Task description: Count how many lines of the material below have the word "server" and give only the number.

┌────────

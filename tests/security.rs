//! Access control, security headers and HTTPS redirects.

mod common;

use axum::http::StatusCode;
use common::*;
use edge_gateway::config::{DomainConfig, GatewayConfig};
use edge_gateway::http::response;
use edge_gateway::security::headers::HSTS_VALUE;
use edge_gateway::Dispatcher;

fn guarded(backend: &MockBackend, allow: &[&str], deny: &[&str]) -> DomainConfig {
    DomainConfig {
        allow_ips: allow.iter().map(|s| s.to_string()).collect(),
        deny_ips: deny.iter().map(|s| s.to_string()).collect(),
        ..domain("app.test", vec![route("/", &backend.url())])
    }
}

#[tokio::test]
async fn test_deny_list_wins_over_allow_list() {
    let backend = start_mock_backend("ok").await;
    let gw = gateway(&config(vec![guarded(&backend, &["10.0.0.1", "10.0.0.2"], &["10.0.0.2"])]));

    let res = gw.dispatch(request("app.test", "/", "10.0.0.1")).await;
    assert_status(&res, StatusCode::OK);

    let res = gw.dispatch(request("app.test", "/", "10.0.0.2")).await;
    assert_status(&res, StatusCode::FORBIDDEN);
    assert_eq!(body_string(res).await, response::FORBIDDEN_BODY);

    let res = gw.dispatch(request("app.test", "/", "10.0.0.3")).await;
    assert_status(&res, StatusCode::FORBIDDEN);

    assert_eq!(backend.hits(), 1);
}

#[tokio::test]
async fn test_deny_list_alone_admits_everyone_else() {
    let backend = start_mock_backend("ok").await;
    let gw = gateway(&config(vec![guarded(&backend, &[], &["::1"])]));

    let res = gw.dispatch(request("app.test", "/", "[::1]")).await;
    assert_status(&res, StatusCode::FORBIDDEN);

    let res = gw.dispatch(request("app.test", "/", "192.0.2.7")).await;
    assert_status(&res, StatusCode::OK);
}

#[tokio::test]
async fn test_hsts_and_csp_on_proxied_responses() {
    let backend = start_mock_backend("ok").await;
    let gw = gateway(&config(vec![DomainConfig {
        hsts: true,
        csp: Some("default-src 'self'".into()),
        ..domain("app.test", vec![route("/", &backend.url())])
    }]));

    let res = get(&gw, "app.test", "/").await;
    assert_status(&res, StatusCode::OK);
    assert_eq!(
        header(&res, "strict-transport-security").as_deref(),
        Some(HSTS_VALUE)
    );
    assert_eq!(header(&res, "content-security-policy").as_deref(), Some("default-src 'self'"));
}

#[tokio::test]
async fn test_no_security_headers_unless_configured() {
    let backend = start_mock_backend("ok").await;
    let gw = gateway(&config(vec![domain("app.test", vec![route("/", &backend.url())])]));

    let res = get(&gw, "app.test", "/").await;
    assert!(header(&res, "strict-transport-security").is_none());
    assert!(header(&res, "content-security-policy").is_none());
}

fn tls_config(domains: Vec<DomainConfig>) -> GatewayConfig {
    let mut config = config(domains);
    config.server.tls_cert = Some("cert.pem".into());
    config.server.tls_key = Some("key.pem".into());
    config
}

#[tokio::test]
async fn test_plaintext_redirects_to_https() {
    let backend = start_mock_backend("ok").await;
    let config = tls_config(vec![DomainConfig {
        redirect_to_https: true,
        ..domain("app.test", vec![route("/", &backend.url())])
    }]);
    let plain = gateway(&config);

    let res = get(&plain, "app.test:80", "/login?next=%2Fhome").await;
    assert_status(&res, StatusCode::MOVED_PERMANENTLY);
    assert_eq!(
        header(&res, "location").as_deref(),
        Some("https://app.test/login?next=%2Fhome")
    );
    assert_eq!(backend.hits(), 0);

    let secure = Dispatcher::new(plain.state().clone()).with_tls(true);
    let res = get(&secure, "app.test", "/login").await;
    assert_status(&res, StatusCode::OK);
    assert_eq!(backend.hits(), 1);
}

#[tokio::test]
async fn test_plaintext_listener_hides_domains_when_tls_is_on() {
    let backend = start_mock_backend("ok").await;
    let config = tls_config(vec![domain("app.test", vec![route("/", &backend.url())])]);
    let plain = gateway(&config);

    let res = get(&plain, "app.test", "/").await;
    assert_status(&res, StatusCode::NOT_FOUND);

    let mut config = config;
    config.server.plaintext_routing = true;
    let plain = gateway(&config);
    let res = get(&plain, "app.test", "/").await;
    assert_status(&res, StatusCode::OK);
}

└────────

Expected answer: 3